It’s hard to picture Van Hollen getting up in the morning and putting on his brass knuckles. Friendly, open, low-key, and slightly rumpled—his pants usually look a size too big—Van Hollen seems unfailingly . . . nice. If the intense Emanuel brings to mind a panther, ready to spring, Van Hollen is more of a teddy bear. Yet colleagues will tell you the amiable manner masks a burning ambition and a sharp political mind.

“Sure, he’s a very warm person. But don’t confuse that with having the steel to do this job,” says Emanuel, now head of the House Democratic caucus. “He just has great judgment in the heat of the moment. He’s a steady hand. He doesn’t shoot from the hip first and ask questions later like I do.”

At 49, Van Hollen is already one of the barons of Capitol Hill and a powerhouse in Maryland politics. It’s a big leap for someone relatively unknown outside Maryland until he ran for Congress in 2002. Six years later, he wields power over the fate of dozens of Democrats, deciding whether the party will put its weight behind their races or not. His own Democratic base is secure; the eighth district, which includes two-thirds of Montgomery County and a small slice of Prince George’s, has twice returned him to Congress with a handy 75 percent of the vote. So it’s not surprising that people talk about how he got so far so fast and where he goes from here.
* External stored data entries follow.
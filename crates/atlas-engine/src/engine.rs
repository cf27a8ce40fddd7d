//! The fetch engine.
//!
//! This module provides the `FetchEngine` type: a pool of worker threads
//! that resolve resource requests. Before each fetch, a worker applies the
//! currently installed URL-transform function to compute the effective URL,
//! then resolves it through the configured [`ResourceLoader`].
//!
//! Network transport, cache eviction and the offline store's internal
//! schema are not this module's concern; the engine owns the offline store
//! *path* and validates it at construction time.

use std::fs::{self, OpenOptions};
use std::path::{Path, PathBuf};
use std::sync::atomic::{AtomicBool, Ordering};
use std::sync::mpsc;
use std::sync::Arc;
use std::thread::{self, JoinHandle};
use std::time::Duration;

use bytes::Bytes;
use parking_lot::{Mutex, RwLock};
use tracing::{debug, info, warn};

use atlas_bridge::{ResourceKind, ResourceRequest};

use crate::config::EngineConfig;
use crate::error::{EngineError, EngineResult, LoadError};
use crate::loader::ResourceLoader;

/// URL-transform function installed into the engine.
///
/// Applied by a fetch worker to every request before it is resolved. The
/// function is called concurrently from multiple workers and must not
/// panic; host-supplied rewrite callbacks are wrapped by the bridge
/// invoker, which absorbs their failures before they reach the engine.
pub type UrlTransformFn = Arc<dyn Fn(ResourceKind, String) -> String + Send + Sync>;

/// One unit of work for a fetch worker.
struct FetchJob {
    request: ResourceRequest,
    reply: mpsc::Sender<FetchResult>,
}

/// Outcome of a single fetch.
#[derive(Debug)]
pub struct FetchResult {
    /// The request as originally issued.
    pub request: ResourceRequest,
    /// The URL that was actually fetched, after any transform.
    pub effective_url: String,
    /// The resource bytes, or why loading failed.
    pub body: Result<Bytes, LoadError>,
}

/// Handle to one in-flight fetch.
///
/// Dropping the handle cancels interest in the result: the fetch itself is
/// allowed to complete and its result is discarded.
#[derive(Debug)]
pub struct FetchHandle {
    receiver: mpsc::Receiver<FetchResult>,
}

impl FetchHandle {
    /// Block until the fetch completes.
    ///
    /// Returns `None` if the engine shut down before the fetch was
    /// processed.
    pub fn wait(self) -> Option<FetchResult> {
        self.receiver.recv().ok()
    }

    /// Block until the fetch completes or `timeout` elapses.
    pub fn wait_timeout(&self, timeout: Duration) -> Option<FetchResult> {
        self.receiver.recv_timeout(timeout).ok()
    }
}

/// A fetch engine with its own worker-thread pool.
///
/// The engine is exclusively owned by its peer. [`shutdown`](Self::shutdown)
/// stops new fetches from starting and joins the workers, letting in-flight
/// fetches complete; it is idempotent, and `Drop` invokes it as a backstop.
pub struct FetchEngine {
    /// The installed URL-transform function, if any.
    transform: Arc<RwLock<Option<UrlTransformFn>>>,
    /// Job queue sender; `None` once shut down.
    sender: Mutex<Option<mpsc::Sender<FetchJob>>>,
    /// Worker thread handles, joined on shutdown.
    workers: Mutex<Vec<JoinHandle<()>>>,
    /// Set once shutdown has begun.
    shut_down: AtomicBool,
    /// Path of the offline store file.
    offline_database: PathBuf,
}

impl FetchEngine {
    /// Create an engine and spawn its worker pool.
    ///
    /// Validates that the cache directory exists (creating it if needed)
    /// and is writable by probing the offline store file, and that the
    /// asset directory exists. No transform is installed; every fetch
    /// passes its URL through unchanged until
    /// [`set_url_transform`](Self::set_url_transform) is called.
    pub fn create(config: EngineConfig, loader: Arc<dyn ResourceLoader>) -> EngineResult<Self> {
        let offline_database = prepare_cache_directory(&config)?;

        if !config.asset_directory.is_dir() {
            return Err(EngineError::AssetDirectory {
                path: config.asset_directory.clone(),
            });
        }

        let transform: Arc<RwLock<Option<UrlTransformFn>>> = Arc::new(RwLock::new(None));
        let (sender, receiver) = mpsc::channel::<FetchJob>();
        let receiver = Arc::new(Mutex::new(receiver));

        let worker_count = config.worker_threads.max(1);
        let mut workers = Vec::with_capacity(worker_count);
        for index in 0..worker_count {
            let receiver = Arc::clone(&receiver);
            let transform = Arc::clone(&transform);
            let loader = Arc::clone(&loader);

            let handle = thread::Builder::new()
                .name(format!("atlas-fetch-{}", index))
                .spawn(move || worker_loop(receiver, transform, loader))
                .map_err(|e| EngineError::ThreadSpawn(e.to_string()))?;
            workers.push(handle);
        }

        info!(
            workers = worker_count,
            cache = %config.cache_directory.display(),
            assets = %config.asset_directory.display(),
            "Created fetch engine"
        );

        Ok(Self {
            transform,
            sender: Mutex::new(Some(sender)),
            workers: Mutex::new(workers),
            shut_down: AtomicBool::new(false),
            offline_database,
        })
    }

    /// Install or remove the URL-transform function.
    ///
    /// `None` restores unconditional pass-through. Replacing the function
    /// is safe while fetches are in flight: a worker that already took its
    /// per-request snapshot finishes with the function it snapshotted.
    pub fn set_url_transform(&self, transform: Option<UrlTransformFn>) {
        let installed = transform.is_some();
        *self.transform.write() = transform;
        debug!(installed, "URL transform updated");
    }

    /// Enqueue a fetch.
    ///
    /// Returns [`EngineError::ShutDown`] once shutdown has begun.
    pub fn fetch(&self, request: ResourceRequest) -> EngineResult<FetchHandle> {
        let sender = self.sender.lock();
        let Some(sender) = sender.as_ref() else {
            return Err(EngineError::ShutDown);
        };

        let (reply, receiver) = mpsc::channel();
        sender
            .send(FetchJob { request, reply })
            .map_err(|_| EngineError::ShutDown)?;

        Ok(FetchHandle { receiver })
    }

    /// Shut the engine down.
    ///
    /// Closes the job queue and joins the workers: queued and in-flight
    /// fetches complete, then the pool exits. Idempotent; concurrent and
    /// repeated calls after the first are no-ops.
    pub fn shutdown(&self) {
        if self.shut_down.swap(true, Ordering::SeqCst) {
            return;
        }

        // Dropping the sender closes the queue; workers drain and exit.
        drop(self.sender.lock().take());

        let workers: Vec<_> = self.workers.lock().drain(..).collect();
        for handle in workers {
            if let Err(payload) = handle.join() {
                warn!(?payload, "Fetch worker panicked before shutdown");
            }
        }

        info!("Fetch engine shut down");
    }

    /// Check whether shutdown has begun.
    pub fn is_shut_down(&self) -> bool {
        self.shut_down.load(Ordering::SeqCst)
    }

    /// Path of the offline store file inside the cache directory.
    pub fn offline_database_path(&self) -> &Path {
        &self.offline_database
    }
}

impl Drop for FetchEngine {
    fn drop(&mut self) {
        self.shutdown();
    }
}

impl std::fmt::Debug for FetchEngine {
    fn fmt(&self, f: &mut std::fmt::Formatter<'_>) -> std::fmt::Result {
        f.debug_struct("FetchEngine")
            .field("transform_installed", &self.transform.read().is_some())
            .field("shut_down", &self.is_shut_down())
            .field("offline_database", &self.offline_database)
            .finish()
    }
}

/// Ensure the cache directory exists and is writable.
///
/// Writability is probed by opening the offline store file for append,
/// creating it if absent.
fn prepare_cache_directory(config: &EngineConfig) -> EngineResult<PathBuf> {
    fs::create_dir_all(&config.cache_directory).map_err(|source| EngineError::CacheDirectory {
        path: config.cache_directory.clone(),
        source,
    })?;

    let database = config.offline_database_path();
    OpenOptions::new()
        .create(true)
        .append(true)
        .open(&database)
        .map_err(|source| EngineError::CacheDirectory {
            path: database.clone(),
            source,
        })?;

    Ok(database)
}

fn worker_loop(
    receiver: Arc<Mutex<mpsc::Receiver<FetchJob>>>,
    transform: Arc<RwLock<Option<UrlTransformFn>>>,
    loader: Arc<dyn ResourceLoader>,
) {
    loop {
        // Take the next job; the receiver lock is released before the job
        // runs so other workers keep draining the queue.
        let job = { receiver.lock().recv() };
        let Ok(FetchJob { request, reply }) = job else {
            break;
        };

        // One snapshot per request: a transform installed mid-fetch applies
        // to the next request, not this one.
        let snapshot = transform.read().clone();
        let effective_url = match snapshot {
            Some(rewrite) => rewrite(request.kind(), request.url().to_owned()),
            None => request.url().to_owned(),
        };

        let body = loader.load(request.kind(), &effective_url);
        debug!(
            kind = %request.kind(),
            url = request.url(),
            effective_url = %effective_url,
            ok = body.is_ok(),
            "Fetch completed"
        );

        // The requester may have dropped its handle; a discarded result is
        // a cancellation, not an error.
        let _ = reply.send(FetchResult {
            request,
            effective_url,
            body,
        });
    }

    debug!("Fetch worker exiting");
}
Van Hollen first made his mark in the Maryland Senate, where he served from 1994 to 2002, spearheading successful efforts to raise the tobacco tax, prevent oil drilling in the Chesapeake, mandate trigger locks for guns, and increase funding for education and healthcare. He also forged a strong if at times ambivalent relationship with the powerful president of the state Senate, Thomas “Mike” Miller, who is to the right of Van Hollen on most issues.

The two got off to a bumpy start when Van Hollen, who had served four years in the Maryland House of Delegates, ran against his own state senator, conservative Democrat Patricia Sher. This raised eyebrows because it was Sher who put Van Hollen on the ticket with her when he ran for delegate in 1990. At the time, Sher, who died in 2001, said it was like one of her own sons had “kicked me in the mouth with a boot.”

To Van Hollen, the move was justified. “She was out of step with the district on a lot of issues, including the environment, tobacco, and education, and she was very cozy with the special interests,” he says.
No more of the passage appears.